■ How to complete this task ■
Would you show every line from the records that holds "tracing"?

------------------------------------

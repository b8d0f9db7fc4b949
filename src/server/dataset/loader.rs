//! Reading reference files and linear statistical exports from disk.
//!
//! The `read_*` functions are strict and return a [`DatasetError`]. The [`DatasetLoader`] methods
//! wrap them with the pipeline's failure policy: any missing, empty or malformed input is logged
//! and replaced by an empty result so a refresh degrades per theme instead of aborting.

use std::{
    collections::BTreeMap,
    fs,
    path::{Path, PathBuf},
};

use csv::StringRecord;

use crate::server::{
    config::Config,
    dataset::theme::Theme,
    error::dataset::DatasetError,
    model::dataset::{LanguageSkills, StatRow, SupportedCities, SupportedCity},
};

static EUROSTAT_DIR: &str = "eurostat";
static LANGUAGE_COLUMN: &str = "Language";

static DATAFLOW_COLUMN: &str = "DATAFLOW";
static INDICATOR_COLUMN: &str = "indic_ur";
static GEO_COLUMN: &str = "cities";
static TIME_PERIOD_COLUMN: &str = "TIME_PERIOD";
static OBS_VALUE_COLUMN: &str = "OBS_VALUE";

/// Locates and loads every input file of the ingestion pipeline.
#[derive(Clone, Debug)]
pub struct DatasetLoader {
    data_dir: PathBuf,
    supported_cities_file: PathBuf,
    supported_languages_file: PathBuf,
    language_skills_file: PathBuf,
}

impl DatasetLoader {
    /// Creates a loader.
    ///
    /// `language_skills_file` is resolved relative to `data_dir`; the other paths are used as
    /// given.
    pub fn new(
        data_dir: impl Into<PathBuf>,
        supported_cities_file: impl Into<PathBuf>,
        supported_languages_file: impl Into<PathBuf>,
        language_skills_file: impl Into<PathBuf>,
    ) -> Self {
        Self {
            data_dir: data_dir.into(),
            supported_cities_file: supported_cities_file.into(),
            supported_languages_file: supported_languages_file.into(),
            language_skills_file: language_skills_file.into(),
        }
    }

    pub fn from_config(config: &Config) -> Self {
        Self::new(
            &config.data_dir,
            &config.supported_cities_file,
            &config.supported_languages_file,
            &config.language_skills_file,
        )
    }

    /// Directory holding the export files of `theme`.
    pub fn theme_dir(&self, theme: Theme) -> PathBuf {
        self.data_dir.join(EUROSTAT_DIR).join(theme.dir_name())
    }

    /// Supported-cities reference entries in file order, or empty on failure.
    pub fn load_supported_cities(&self) -> Vec<SupportedCity> {
        or_empty(
            read_supported_cities(&self.supported_cities_file),
            "supported cities",
        )
    }

    /// The ingestion universe built from the supported-cities reference file.
    pub fn load_supported_codes(&self) -> SupportedCities {
        SupportedCities::from(self.load_supported_cities().as_slice())
    }

    pub fn load_supported_languages(&self) -> Vec<String> {
        or_empty(
            read_supported_languages(&self.supported_languages_file),
            "supported languages",
        )
    }

    pub fn load_language_skills(&self) -> LanguageSkills {
        let path = self.data_dir.join(&self.language_skills_file);
        tracing::info!("Loading language data from {}", path.display());

        let skills = or_empty(read_language_skills(&path), "language skills");
        tracing::info!(
            "Language data loaded, {} countries processed",
            skills.len()
        );

        skills
    }

    /// Concatenates every `*.csv` export of `theme` in file-name order.
    ///
    /// A missing theme directory yields no rows. A file that cannot be read is logged and
    /// skipped; the remaining files still contribute.
    pub fn load_theme(&self, theme: Theme) -> Vec<StatRow> {
        let dir = self.theme_dir(theme);

        let files = match theme_files(&dir) {
            Ok(files) => files,
            Err(e) => {
                tracing::error!("Failed to list {} exports: {}", theme, e);
                return Vec::new();
            }
        };

        let mut rows = Vec::new();
        for file in files {
            match read_linear_csv(&file) {
                Ok(file_rows) => {
                    tracing::debug!("Loaded {} rows from {}", file_rows.len(), file.display());
                    rows.extend(file_rows);
                }
                Err(e) => tracing::error!("Skipping {} export: {}", theme, e),
            }
        }

        if rows.is_empty() {
            tracing::warn!("No {} rows loaded from {}", theme, dir.display());
        }

        rows
    }
}

fn or_empty<T: Default>(result: Result<T, DatasetError>, what: &str) -> T {
    match result {
        Ok(value) => value,
        Err(e) => {
            tracing::error!("Failed to load {}: {}", what, e);
            T::default()
        }
    }
}

fn ensure_exists(path: &Path) -> Result<(), DatasetError> {
    if path.exists() {
        Ok(())
    } else {
        Err(DatasetError::NotFound(path.to_path_buf()))
    }
}

/// Reads the supported-cities file, a JSON list of objects each carrying an `eurostat_code`.
pub fn read_supported_cities(path: &Path) -> Result<Vec<SupportedCity>, DatasetError> {
    ensure_exists(path)?;
    let content = fs::read_to_string(path)?;

    Ok(serde_json::from_str(&content)?)
}

/// Reads the supported-languages file, a JSON list of language names.
pub fn read_supported_languages(path: &Path) -> Result<Vec<String>, DatasetError> {
    ensure_exists(path)?;
    let content = fs::read_to_string(path)?;

    Ok(serde_json::from_str(&content)?)
}

/// Reads the proficiency matrix into `country -> language -> fraction`.
///
/// The `Language` column names the row; every other column is a country. Empty cells are
/// skipped but the country is still listed. A cell that is not a number fails the whole file.
pub fn read_language_skills(path: &Path) -> Result<LanguageSkills, DatasetError> {
    ensure_exists(path)?;
    let mut reader = csv::Reader::from_path(path)?;

    let headers = reader.headers()?.clone();
    if headers.is_empty() {
        return Err(DatasetError::Empty(path.to_path_buf()));
    }
    let language_idx = column_index(&headers, LANGUAGE_COLUMN, path)?;

    let countries: Vec<(usize, String)> = headers
        .iter()
        .enumerate()
        .filter(|(idx, _)| *idx != language_idx)
        .map(|(idx, country)| (idx, country.trim().to_string()))
        .collect();

    let mut skills: LanguageSkills = countries
        .iter()
        .map(|(_, country)| (country.clone(), BTreeMap::new()))
        .collect();

    for record in reader.records() {
        let record = record?;
        let language = record.get(language_idx).unwrap_or_default().trim();

        for (idx, country) in &countries {
            let cell = record.get(*idx).unwrap_or_default().trim();
            if cell.is_empty() {
                continue;
            }

            let fraction = cell
                .parse::<f64>()
                .map_err(|_| DatasetError::InvalidNumber {
                    file: path.to_path_buf(),
                    column: country.clone(),
                    value: cell.to_string(),
                })?;

            if let Some(languages) = skills.get_mut(country) {
                languages.insert(language.to_string(), fraction);
            }
        }
    }

    Ok(skills)
}

/// Reads one linear statistical export.
///
/// `indic_ur`, `cities`, `TIME_PERIOD` and `OBS_VALUE` are required; `DATAFLOW` is optional and
/// any other column is ignored.
pub fn read_linear_csv(path: &Path) -> Result<Vec<StatRow>, DatasetError> {
    ensure_exists(path)?;
    let mut reader = csv::Reader::from_path(path)?;

    let headers = reader.headers()?.clone();
    if headers.is_empty() {
        return Err(DatasetError::Empty(path.to_path_buf()));
    }

    let indicator_idx = column_index(&headers, INDICATOR_COLUMN, path)?;
    let geo_idx = column_index(&headers, GEO_COLUMN, path)?;
    let time_period_idx = column_index(&headers, TIME_PERIOD_COLUMN, path)?;
    let obs_value_idx = column_index(&headers, OBS_VALUE_COLUMN, path)?;
    let dataflow_idx = headers.iter().position(|h| h.trim() == DATAFLOW_COLUMN);

    let mut rows = Vec::new();
    for record in reader.records() {
        let record = record?;
        let field = |idx: usize| record.get(idx).unwrap_or_default().trim().to_string();

        rows.push(StatRow {
            dataflow: dataflow_idx.map(field).filter(|value| !value.is_empty()),
            indicator: field(indicator_idx),
            geo: field(geo_idx),
            time_period: field(time_period_idx),
            obs_value: field(obs_value_idx),
        });
    }

    Ok(rows)
}

fn column_index(headers: &StringRecord, column: &str, path: &Path) -> Result<usize, DatasetError> {
    headers
        .iter()
        .position(|h| h.trim() == column)
        .ok_or_else(|| DatasetError::MissingColumn {
            file: path.to_path_buf(),
            column: column.to_string(),
        })
}

fn theme_files(dir: &Path) -> Result<Vec<PathBuf>, DatasetError> {
    ensure_exists(dir)?;

    let mut files = Vec::new();
    for entry in fs::read_dir(dir)? {
        let path = entry?.path();
        let is_csv = path
            .extension()
            .is_some_and(|ext| ext.eq_ignore_ascii_case("csv"));
        if path.is_file() && is_csv {
            files.push(path);
        }
    }
    files.sort();

    Ok(files)
}
//! Unified-format hunk assembly on top of the Myers edit script.

use crate::artifacts::diff::myers::{myers_diff, Edit};

/// Context lines shown around each change.
pub const CONTEXT_LINES: usize = 3;

/// Bytes sniffed for the binary heuristic.
const BINARY_SNIFF_LEN: usize = 8192;

/// A NUL byte within the sniff window marks content as binary.
pub fn is_binary(content: &[u8]) -> bool {
    content[..content.len().min(BINARY_SNIFF_LEN)].contains(&0)
}

/// One `@@`-delimited block of a unified diff.
#[derive(Debug, Clone, PartialEq, Eq)]
pub struct Hunk {
    pub old_start: usize,
    pub old_count: usize,
    pub new_start: usize,
    pub new_count: usize,
    /// Display lines, each prefixed with ` `, `+` or `-`.
    pub lines: Vec<String>,
}

impl std::fmt::Display for Hunk {
    fn fmt(&self, f: &mut std::fmt::Formatter<'_>) -> std::fmt::Result {
        writeln!(
            f,
            "@@ -{} +{} @@",
            format_range(self.old_start, self.old_count),
            format_range(self.new_start, self.new_count)
        )?;
        for line in &self.lines {
            writeln!(f, "{line}")?;
        }

        Ok(())
    }
}

fn format_range(start: usize, count: usize) -> String {
    if count == 1 {
        start.to_string()
    } else {
        format!("{start},{count}")
    }
}

/// Line-diff `old` against `new` and group the edit script into hunks with a
/// [`CONTEXT_LINES`]-wide window. Identical inputs yield no hunks.
pub fn unified_hunks(old: &str, new: &str) -> Vec<Hunk> {
    let old_lines: Vec<&str> = old.lines().collect();
    let new_lines: Vec<&str> = new.lines().collect();
    let edits = myers_diff(&old_lines, &new_lines);

    // Line numbers (1-based) on each side before a given edit is applied.
    let mut positions = Vec::with_capacity(edits.len());
    let (mut old_line, mut new_line) = (1usize, 1usize);
    for edit in &edits {
        positions.push((old_line, new_line));
        match edit {
            Edit::Delete(_) => old_line += 1,
            Edit::Insert(_) => new_line += 1,
            Edit::Equal(_) => {
                old_line += 1;
                new_line += 1;
            }
        }
    }

    let mut hunks = Vec::new();
    let mut cursor = 0;

    while let Some(first_change) = edits[cursor..]
        .iter()
        .position(|e| !matches!(e, Edit::Equal(_)))
        .map(|offset| cursor + offset)
    {
        let start = first_change.saturating_sub(CONTEXT_LINES).max(cursor);

        // Extend past subsequent changes whose context windows overlap.
        let mut last_change = first_change;
        let mut probe = first_change + 1;
        while probe < edits.len() {
            if !matches!(edits[probe], Edit::Equal(_)) {
                last_change = probe;
                probe += 1;
            } else if probe - last_change <= CONTEXT_LINES * 2 {
                probe += 1;
            } else {
                break;
            }
        }
        let end = (last_change + CONTEXT_LINES + 1).min(edits.len());

        hunks.push(build_hunk(&edits[start..end], positions[start]));
        cursor = end;
    }

    hunks
}

fn build_hunk(edits: &[Edit<&str>], (old_start, new_start): (usize, usize)) -> Hunk {
    let mut lines = Vec::with_capacity(edits.len());
    let (mut old_count, mut new_count) = (0usize, 0usize);

    for edit in edits {
        match edit {
            Edit::Delete(line) => {
                old_count += 1;
                lines.push(format!("-{line}"));
            }
            Edit::Insert(line) => {
                new_count += 1;
                lines.push(format!("+{line}"));
            }
            Edit::Equal(line) => {
                old_count += 1;
                new_count += 1;
                lines.push(format!(" {line}"));
            }
        }
    }

    Hunk {
        // An empty side renders its start as the line before (e.g. `-0,0`).
        old_start: if old_count == 0 { old_start - 1 } else { old_start },
        old_count,
        new_start: if new_count == 0 { new_start - 1 } else { new_start },
        new_count,
        lines,
    }
}

/// Count of (inserted, removed) lines between the two texts.
pub fn diff_stats(old: &str, new: &str) -> (usize, usize) {
    let old_lines: Vec<&str> = old.lines().collect();
    let new_lines: Vec<&str> = new.lines().collect();

    myers_diff(&old_lines, &new_lines)
        .iter()
        .fold((0, 0), |(added, removed), edit| match edit {
            Edit::Insert(_) => (added + 1, removed),
            Edit::Delete(_) => (added, removed + 1),
            Edit::Equal(_) => (added, removed),
        })
}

------------------------------------

■ Solution ■
        tracing::info!("Loading language data from {}", path.display());
        tracing::info!(
                tracing::error!("Failed to list {} exports: {}", theme, e);
                    tracing::debug!("Loaded {} rows from {}", file_rows.len(), file.display());
                Err(e) => tracing::error!("Skipping {} export: {}", theme, e),
            tracing::warn!("No {} rows loaded from {}", theme, dir.display());
            tracing::error!("Failed to load {}: {}", what, e);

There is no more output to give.